On August 29th, the U.S. Food and Drug Administration granted approval to benznidazole for use in children ages 2 to 12 years with Chagas disease. The approval is the first treatment of its kind to be approved in the U.S., and comes on the heels of a heated confrontation between advocates and pharmaceutical investors, including the now-jailed Martin Shkreli.

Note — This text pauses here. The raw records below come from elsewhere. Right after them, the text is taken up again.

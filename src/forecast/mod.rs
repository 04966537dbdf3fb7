pub mod prices;
pub mod weather;

pub use prices::*;
pub use weather::*;
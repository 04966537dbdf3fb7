use figment::{
    providers::{Env, Format, Toml},
    Figment,
};
use serde::Deserialize;
use std::collections::HashSet;
use std::net::SocketAddr;
use std::time::Duration;
use validator::Validate;

use crate::domain::{GeoLocation, PriceLevel, ZonePreferences};
use crate::error::{ControlError, ControlResult};
use crate::hardware::HardwareMode;

pub const DEFAULT_CONFIG_PATH: &str = "config/default.toml";
pub const ENV_PREFIX: &str = "ZHC__";

#[derive(Debug, Clone, Default, Deserialize)]
#[serde(default)]
pub struct Config {
    pub controller: ControllerConfig,
    pub simulator: SimulatorSettings,
    pub pricing: PricingConfig,
    pub weather: WeatherConfig,
    pub zones: Vec<ZoneConfig>,
}

#[derive(Debug, Clone, Deserialize)]
#[serde(default)]
pub struct ControllerConfig {
    pub control_interval_seconds: u64,
    pub poll_interval_seconds: u64,
    pub device_mode: HardwareMode,
}

impl Default for ControllerConfig {
    fn default() -> Self {
        Self {
            control_interval_seconds: 60,
            poll_interval_seconds: 30,
            device_mode: HardwareMode::Simulated,
        }
    }
}

#[derive(Debug, Clone, Deserialize)]
#[serde(default)]
pub struct SimulatorSettings {
    pub host: String,
    pub update_interval_seconds: f64,
    pub stop_timeout_seconds: f64,
    pub unit_id: u8,
}

impl Default for SimulatorSettings {
    fn default() -> Self {
        Self {
            host: "127.0.0.1".to_string(),
            update_interval_seconds: 5.0,
            stop_timeout_seconds: 2.0,
            unit_id: 1,
        }
    }
}

impl SimulatorSettings {
    pub fn update_interval(&self) -> Duration {
        Duration::from_secs_f64(self.update_interval_seconds.max(0.01))
    }

    pub fn stop_timeout(&self) -> Duration {
        Duration::from_secs_f64(self.stop_timeout_seconds.max(0.0))
    }

    pub fn bind_addr(&self, port: u16) -> ControlResult<SocketAddr> {
        format!("{}:{}", self.host, port)
            .parse()
            .map_err(|e| ControlError::config(format!("invalid simulator address {}:{port}: {e}", self.host)))
    }
}

/// Hour band `[start_hour, end_hour)` in UTC billed at `level`.
#[derive(Debug, Clone, Copy, PartialEq, Deserialize)]
pub struct TariffBand {
    pub start_hour: u32,
    pub end_hour: u32,
    pub level: PriceLevel,
}

#[derive(Debug, Clone, Deserialize)]
#[serde(default)]
pub struct PricingConfig {
    pub bands: Vec<TariffBand>,
    pub default_level: PriceLevel,
    pub off_peak_price: f64,
    pub standard_price: f64,
    pub peak_price: f64,
    pub super_peak_price: f64,
}

impl Default for PricingConfig {
    fn default() -> Self {
        Self {
            bands: vec![
                TariffBand {
                    start_hour: 0,
                    end_hour: 7,
                    level: PriceLevel::OffPeak,
                },
                TariffBand {
                    start_hour: 17,
                    end_hour: 21,
                    level: PriceLevel::Peak,
                },
            ],
            default_level: PriceLevel::Standard,
            off_peak_price: 0.10,
            standard_price: 0.18,
            peak_price: 0.25,
            super_peak_price: 0.40,
        }
    }
}

#[derive(Debug, Clone, Copy, PartialEq, Eq, Deserialize)]
#[serde(rename_all = "snake_case")]
pub enum WeatherProvider {
    OpenMeteo,
    Static,
}

#[derive(Debug, Clone, Deserialize)]
#[serde(default)]
pub struct WeatherConfig {
    pub provider: WeatherProvider,
    pub forecast_base_url: String,
    pub archive_base_url: String,
    pub http_timeout_seconds: u64,
    /// Outdoor temperature served by the static provider.
    pub static_temperature_c: f64,
}

impl Default for WeatherConfig {
    fn default() -> Self {
        Self {
            provider: WeatherProvider::Static,
            forecast_base_url: "https://api.open-meteo.com".to_string(),
            archive_base_url: "https://archive-api.open-meteo.com".to_string(),
            http_timeout_seconds: 10,
            static_temperature_c: 5.0,
        }
    }
}

#[derive(Debug, Clone, Deserialize)]
pub struct ZoneConfig {
    pub id: u32,
    pub name: String,
    /// Register server port; 0 picks a free one.
    #[serde(default)]
    pub register_port: u16,
    #[serde(default)]
    pub latitude: Option<f64>,
    #[serde(default)]
    pub longitude: Option<f64>,
    #[serde(default = "default_initial_temp")]
    pub initial_temperature_c: f64,
    #[serde(default = "default_initial_target")]
    pub initial_target_c: f64,
    #[serde(default)]
    pub initial_occupancy: bool,
    #[serde(default = "default_heater_power")]
    pub heater_power_kw: f64,
    #[serde(default)]
    pub preferences: ZonePreferences,
}

fn default_initial_temp() -> f64 {
    20.0
}

fn default_initial_target() -> f64 {
    21.0
}

fn default_heater_power() -> f64 {
    2.0
}

impl ZoneConfig {
    pub fn location(&self) -> Option<GeoLocation> {
        Some(GeoLocation {
            latitude: self.latitude?,
            longitude: self.longitude?,
            name: Some(self.name.clone()),
        })
    }
}

impl Config {
    /// `.env`, then `config/default.toml`, then `ZHC__` environment variables.
    pub fn load() -> ControlResult<Self> {
        let _ = dotenvy::dotenv();
        Self::from_figment(
            Figment::new()
                .merge(Toml::file(DEFAULT_CONFIG_PATH))
                .merge(Env::prefixed(ENV_PREFIX).split("__")),
        )
    }

    pub fn from_toml_str(s: &str) -> ControlResult<Self> {
        Self::from_figment(Figment::new().merge(Toml::string(s)))
    }

    fn from_figment(figment: Figment) -> ControlResult<Self> {
        let cfg: Self = figment.extract()?;
        cfg.validate()?;
        Ok(cfg)
    }

    pub fn validate(&self) -> ControlResult<()> {
        if self.controller.control_interval_seconds == 0 || self.controller.poll_interval_seconds == 0 {
            return Err(ControlError::config("controller intervals must be positive"));
        }
        for band in &self.pricing.bands {
            if band.start_hour >= band.end_hour || band.end_hour > 24 {
                return Err(ControlError::config(format!(
                    "invalid tariff band {}..{}",
                    band.start_hour, band.end_hour
                )));
            }
        }

        let mut seen = HashSet::new();
        for zone in &self.zones {
            if !seen.insert(zone.id) {
                return Err(ControlError::config(format!("duplicate zone id {}", zone.id)));
            }
            zone.preferences
                .validate()
                .map_err(|e| ControlError::config(format!("zone {}: {e}", zone.id)))?;
        }
        Ok(())
    }
}

#[cfg(test)]
mod tests {
    use super::*;

    #[test]
    fn empty_document_uses_defaults() {
        let cfg = Config::from_toml_str("").unwrap();
        assert_eq!(cfg.controller.control_interval_seconds, 60);
        assert_eq!(cfg.pricing.bands.len(), 2);
        assert_eq!(cfg.weather.provider, WeatherProvider::Static);
        assert!(cfg.zones.is_empty());
    }

    #[test]
    fn zones_with_nested_preferences() {
        let cfg = Config::from_toml_str(
            r#"
            [controller]
            control_interval_seconds = 10

            [[zones]]
            id = 1
            name = "office"
            latitude = 52.5
            longitude = 13.4

            [zones.preferences]
            default_occupied_temp = 22.0
            setback_setpoint = 16.0

            [[zones.preferences.schedule]]
            time = "07:00"
            occupied_temp = 21.5
            unoccupied_temp = 17.0
            "#,
        )
        .unwrap();

        let zone = &cfg.zones[0];
        assert_eq!(cfg.controller.control_interval_seconds, 10);
        assert_eq!(zone.preferences.default_occupied_temp, 22.0);
        assert_eq!(zone.preferences.setback_setpoint, Some(16.0));
        assert_eq!(zone.preferences.schedule.entries().len(), 1);
        assert_eq!(zone.heater_power_kw, 2.0);
        assert_eq!(zone.location().unwrap().latitude, 52.5);
    }

    #[test]
    fn bad_schedule_time_is_config_error() {
        let err = Config::from_toml_str(
            r#"
            [[zones]]
            id = 1
            name = "office"
            [[zones.preferences.schedule]]
            time = "25:00"
            occupied_temp = 21.0
            unoccupied_temp = 17.0
            "#,
        )
        .unwrap_err();
        assert!(matches!(err, ControlError::Config(_)));
    }

    #[test]
    fn duplicate_zone_ids_rejected() {
        let err = Config::from_toml_str(
            r#"
            [[zones]]
            id = 1
            name = "a"
            [[zones]]
            id = 1
            name = "b"
            "#,
        )
        .unwrap_err();
        assert!(err.to_string().contains("duplicate zone id 1"));
    }

    #[test]
    fn inverted_tariff_band_rejected() {
        let err = Config::from_toml_str(
            r#"
            [pricing]
            bands = [{ start_hour = 9, end_hour = 3, level = "PEAK" }]
            "#,
        )
        .unwrap_err();
        assert!(matches!(err, ControlError::Config(_)));
    }
}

Chagas disease, or American trypanosomiasis, is caused by the Trypanosoma cruzi parasite and is transmitted by triatomine bugs, blood-sucking insects that have been given the horrific nickname “kissing bugs”, due to their tendency to bite (and subsequently feed upon blood from) people’s faces while they sleep. After the blood meal is taken, the bugs defecate infectious waste that easily can come in contact with victims’ eyes, mouth, or any open wounds. The disease can also be passed from mother to child during pregnancy, blood transfusions, and contaminated foods. It cannot be passed via direct transmission from person-to-person.
The acute phase of Chagas disease may be asymptomatic, but is otherwise mild: fever, fatigue, myalgia, headache, rash, loss of appetite, vomiting, and diarrhea. Swelling of the eye nearest the location of the bite is a marker for the disease. All these symptoms disappear within weeks, though 5% of young children experience severe infection or inflammation of the brain or heart muscle, which can lead to death.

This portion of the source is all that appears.